REQUIRED ACTION: Write out the full listing, matching it line for line.

++++ RECORDS SUPPLIED

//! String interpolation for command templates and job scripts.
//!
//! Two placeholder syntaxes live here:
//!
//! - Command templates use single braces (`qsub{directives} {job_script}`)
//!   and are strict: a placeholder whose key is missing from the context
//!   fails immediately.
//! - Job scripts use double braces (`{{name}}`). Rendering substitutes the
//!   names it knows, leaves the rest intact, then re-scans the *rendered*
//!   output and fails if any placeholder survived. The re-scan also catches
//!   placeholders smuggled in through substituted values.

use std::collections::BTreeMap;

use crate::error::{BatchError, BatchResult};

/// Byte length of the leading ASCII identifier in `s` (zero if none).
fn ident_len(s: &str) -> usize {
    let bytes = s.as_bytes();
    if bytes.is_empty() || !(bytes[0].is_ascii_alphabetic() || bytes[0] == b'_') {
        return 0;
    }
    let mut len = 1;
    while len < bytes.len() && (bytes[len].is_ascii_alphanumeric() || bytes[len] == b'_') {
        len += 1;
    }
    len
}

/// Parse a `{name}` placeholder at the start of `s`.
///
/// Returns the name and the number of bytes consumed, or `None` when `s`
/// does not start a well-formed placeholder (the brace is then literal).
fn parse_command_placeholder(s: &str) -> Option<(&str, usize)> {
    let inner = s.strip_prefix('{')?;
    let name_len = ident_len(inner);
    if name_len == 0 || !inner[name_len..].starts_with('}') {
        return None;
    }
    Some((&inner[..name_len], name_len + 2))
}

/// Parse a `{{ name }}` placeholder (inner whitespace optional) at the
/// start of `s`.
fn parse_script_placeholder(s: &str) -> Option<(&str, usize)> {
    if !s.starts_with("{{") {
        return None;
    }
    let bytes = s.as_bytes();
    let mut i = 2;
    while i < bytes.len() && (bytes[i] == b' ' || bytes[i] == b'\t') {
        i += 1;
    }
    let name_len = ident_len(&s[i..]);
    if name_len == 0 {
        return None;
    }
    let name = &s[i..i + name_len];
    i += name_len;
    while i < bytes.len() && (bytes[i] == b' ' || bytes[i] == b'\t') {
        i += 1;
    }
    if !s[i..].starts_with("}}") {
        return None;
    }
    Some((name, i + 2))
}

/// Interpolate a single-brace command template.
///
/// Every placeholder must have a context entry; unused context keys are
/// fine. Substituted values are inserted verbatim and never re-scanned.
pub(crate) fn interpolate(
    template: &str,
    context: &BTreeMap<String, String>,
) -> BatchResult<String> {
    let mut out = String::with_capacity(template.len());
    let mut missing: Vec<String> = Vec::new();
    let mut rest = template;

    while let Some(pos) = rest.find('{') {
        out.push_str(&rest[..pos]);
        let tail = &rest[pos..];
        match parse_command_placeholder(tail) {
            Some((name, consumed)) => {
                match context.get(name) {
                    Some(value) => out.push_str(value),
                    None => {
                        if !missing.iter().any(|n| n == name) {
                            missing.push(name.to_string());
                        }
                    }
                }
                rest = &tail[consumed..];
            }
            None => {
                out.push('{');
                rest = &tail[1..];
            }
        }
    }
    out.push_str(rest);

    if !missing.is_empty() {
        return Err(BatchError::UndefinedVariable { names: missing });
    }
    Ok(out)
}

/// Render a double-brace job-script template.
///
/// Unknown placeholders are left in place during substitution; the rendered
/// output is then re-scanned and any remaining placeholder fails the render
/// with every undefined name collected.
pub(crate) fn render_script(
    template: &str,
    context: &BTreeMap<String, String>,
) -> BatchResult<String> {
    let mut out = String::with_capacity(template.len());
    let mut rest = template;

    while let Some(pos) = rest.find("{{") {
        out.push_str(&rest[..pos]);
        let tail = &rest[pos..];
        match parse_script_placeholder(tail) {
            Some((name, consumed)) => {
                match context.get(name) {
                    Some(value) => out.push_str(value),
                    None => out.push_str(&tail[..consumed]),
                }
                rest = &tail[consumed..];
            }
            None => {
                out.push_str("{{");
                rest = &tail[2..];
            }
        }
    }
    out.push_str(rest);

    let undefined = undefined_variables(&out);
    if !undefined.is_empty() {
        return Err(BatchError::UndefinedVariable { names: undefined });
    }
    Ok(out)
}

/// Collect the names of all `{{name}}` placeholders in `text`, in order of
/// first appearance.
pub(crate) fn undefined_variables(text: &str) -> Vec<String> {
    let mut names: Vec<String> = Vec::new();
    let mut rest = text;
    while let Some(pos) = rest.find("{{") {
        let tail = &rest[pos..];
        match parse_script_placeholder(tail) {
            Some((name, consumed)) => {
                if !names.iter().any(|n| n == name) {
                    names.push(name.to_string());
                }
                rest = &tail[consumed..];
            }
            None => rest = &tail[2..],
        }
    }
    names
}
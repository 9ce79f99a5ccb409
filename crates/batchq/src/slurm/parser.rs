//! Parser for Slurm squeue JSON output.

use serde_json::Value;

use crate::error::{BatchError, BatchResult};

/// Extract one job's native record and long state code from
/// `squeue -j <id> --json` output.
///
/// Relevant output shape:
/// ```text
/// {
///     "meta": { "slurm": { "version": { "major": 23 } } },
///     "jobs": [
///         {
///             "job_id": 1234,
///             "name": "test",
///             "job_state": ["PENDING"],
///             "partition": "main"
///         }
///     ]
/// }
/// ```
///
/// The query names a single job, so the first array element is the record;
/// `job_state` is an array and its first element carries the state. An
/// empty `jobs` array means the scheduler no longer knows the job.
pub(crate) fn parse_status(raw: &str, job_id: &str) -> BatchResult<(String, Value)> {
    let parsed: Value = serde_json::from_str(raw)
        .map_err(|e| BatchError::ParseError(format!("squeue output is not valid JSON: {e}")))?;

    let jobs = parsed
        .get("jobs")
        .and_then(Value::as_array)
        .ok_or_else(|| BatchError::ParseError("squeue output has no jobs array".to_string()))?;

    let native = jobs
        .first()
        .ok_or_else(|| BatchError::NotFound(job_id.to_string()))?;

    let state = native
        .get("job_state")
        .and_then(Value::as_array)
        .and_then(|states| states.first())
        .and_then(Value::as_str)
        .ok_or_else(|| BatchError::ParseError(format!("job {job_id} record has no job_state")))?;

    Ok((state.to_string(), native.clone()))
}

++++++++

OUTPUT BELOW:
//! String interpolation for command templates and job scripts.
//!
//! Two placeholder syntaxes live here:
//!
//! - Command templates use single braces (`qsub{directives} {job_script}`)
//!   and are strict: a placeholder whose key is missing from the context
//!   fails immediately.
//! - Job scripts use double braces (`{{name}}`). Rendering substitutes the
//!   names it knows, leaves the rest intact, then re-scans the *rendered*
//!   output and fails if any placeholder survived. The re-scan also catches
//!   placeholders smuggled in through substituted values.

use std::collections::BTreeMap;

use crate::error::{BatchError, BatchResult};

/// Byte length of the leading ASCII identifier in `s` (zero if none).
fn ident_len(s: &str) -> usize {
    let bytes = s.as_bytes();
    if bytes.is_empty() || !(bytes[0].is_ascii_alphabetic() || bytes[0] == b'_') {
        return 0;
    }
    let mut len = 1;
    while len < bytes.len() && (bytes[len].is_ascii_alphanumeric() || bytes[len] == b'_') {
        len += 1;
    }
    len
}

/// Parse a `{name}` placeholder at the start of `s`.
///
/// Returns the name and the number of bytes consumed, or `None` when `s`
/// does not start a well-formed placeholder (the brace is then literal).
fn parse_command_placeholder(s: &str) -> Option<(&str, usize)> {
    let inner = s.strip_prefix('{')?;
    let name_len = ident_len(inner);
    if name_len == 0 || !inner[name_len..].starts_with('}') {
        return None;
    }
    Some((&inner[..name_len], name_len + 2))
}

/// Parse a `{{ name }}` placeholder (inner whitespace optional) at the
/// start of `s`.
fn parse_script_placeholder(s: &str) -> Option<(&str, usize)> {
    if !s.starts_with("{{") {
        return None;
    }
    let bytes = s.as_bytes();
    let mut i = 2;
    while i < bytes.len() && (bytes[i] == b' ' || bytes[i] == b'\t') {
        i += 1;
    }
    let name_len = ident_len(&s[i..]);
    if name_len == 0 {
        return None;
    }
    let name = &s[i..i + name_len];
    i += name_len;
    while i < bytes.len() && (bytes[i] == b' ' || bytes[i] == b'\t') {
        i += 1;
    }
    if !s[i..].starts_with("}}") {
        return None;
    }
    Some((name, i + 2))
}

/// Interpolate a single-brace command template.
///
/// Every placeholder must have a context entry; unused context keys are
/// fine. Substituted values are inserted verbatim and never re-scanned.
pub(crate) fn interpolate(
    template: &str,
    context: &BTreeMap<String, String>,
) -> BatchResult<String> {
    let mut out = String::with_capacity(template.len());
    let mut missing: Vec<String> = Vec::new();
    let mut rest = template;

    while let Some(pos) = rest.find('{') {
        out.push_str(&rest[..pos]);
        let tail = &rest[pos..];
        match parse_command_placeholder(tail) {
            Some((name, consumed)) => {
                match context.get(name) {
                    Some(value) => out.push_str(value),
                    None => {
                        if !missing.iter().any(|n| n == name) {
                            missing.push(name.to_string());
                        }
                    }
                }
                rest = &tail[consumed..];
            }
            None => {
                out.push('{');
                rest = &tail[1..];
            }
        }
    }
    out.push_str(rest);

    if !missing.is_empty() {
        return Err(BatchError::UndefinedVariable { names: missing });
    }
    Ok(out)
}

/// Render a double-brace job-script template.
///
/// Unknown placeholders are left in place during substitution; the rendered
/// output is then re-scanned and any remaining placeholder fails the render
/// with every undefined name collected.
pub(crate) fn render_script(
    template: &str,
    context: &BTreeMap<String, String>,
) -> BatchResult<String> {
    let mut out = String::with_capacity(template.len());
    let mut rest = template;

    while let Some(pos) = rest.find("{{") {
        out.push_str(&rest[..pos]);
        let tail = &rest[pos..];
        match parse_script_placeholder(tail) {
            Some((name, consumed)) => {
                match context.get(name) {
                    Some(value) => out.push_str(value),
                    None => out.push_str(&tail[..consumed]),
                }
                rest = &tail[consumed..];
            }
            None => {
                out.push_str("{{");
                rest = &tail[2..];
            }
        }
    }
    out.push_str(rest);

    let undefined = undefined_variables(&out);
    if !undefined.is_empty() {
        return Err(BatchError::UndefinedVariable { names: undefined });
    }
    Ok(out)
}

/// Collect the names of all `{{name}}` placeholders in `text`, in order of
/// first appearance.
pub(crate) fn undefined_variables(text: &str) -> Vec<String> {
    let mut names: Vec<String> = Vec::new();
    let mut rest = text;
    while let Some(pos) = rest.find("{{") {
        let tail = &rest[pos..];
        match parse_script_placeholder(tail) {
            Some((name, consumed)) => {
                if !names.iter().any(|n| n == name) {
                    names.push(name.to_string());
                }
                rest = &tail[consumed..];
            }
            None => rest = &tail[2..],
        }
    }
    names
}
repository 9ce79f99a5ccb409
filename crates/batchq/src/slurm/parser.rs
//! Parser for Slurm squeue JSON output.

use serde_json::Value;

use crate::error::{BatchError, BatchResult};

/// Extract one job's native record and long state code from
/// `squeue -j <id> --json` output.
///
/// Relevant output shape:
/// ```text
/// {
///     "meta": { "slurm": { "version": { "major": 23 } } },
///     "jobs": [
///         {
///             "job_id": 1234,
///             "name": "test",
///             "job_state": ["PENDING"],
///             "partition": "main"
///         }
///     ]
/// }
/// ```
///
/// The query names a single job, so the first array element is the record;
/// `job_state` is an array and its first element carries the state. An
/// empty `jobs` array means the scheduler no longer knows the job.
pub(crate) fn parse_status(raw: &str, job_id: &str) -> BatchResult<(String, Value)> {
    let parsed: Value = serde_json::from_str(raw)
        .map_err(|e| BatchError::ParseError(format!("squeue output is not valid JSON: {e}")))?;

    let jobs = parsed
        .get("jobs")
        .and_then(Value::as_array)
        .ok_or_else(|| BatchError::ParseError("squeue output has no jobs array".to_string()))?;

    let native = jobs
        .first()
        .ok_or_else(|| BatchError::NotFound(job_id.to_string()))?;

    let state = native
        .get("job_state")
        .and_then(Value::as_array)
        .and_then(|states| states.first())
        .and_then(Value::as_str)
        .ok_or_else(|| BatchError::ParseError(format!("job {job_id} record has no job_state")))?;

    Ok((state.to_string(), native.clone()))
}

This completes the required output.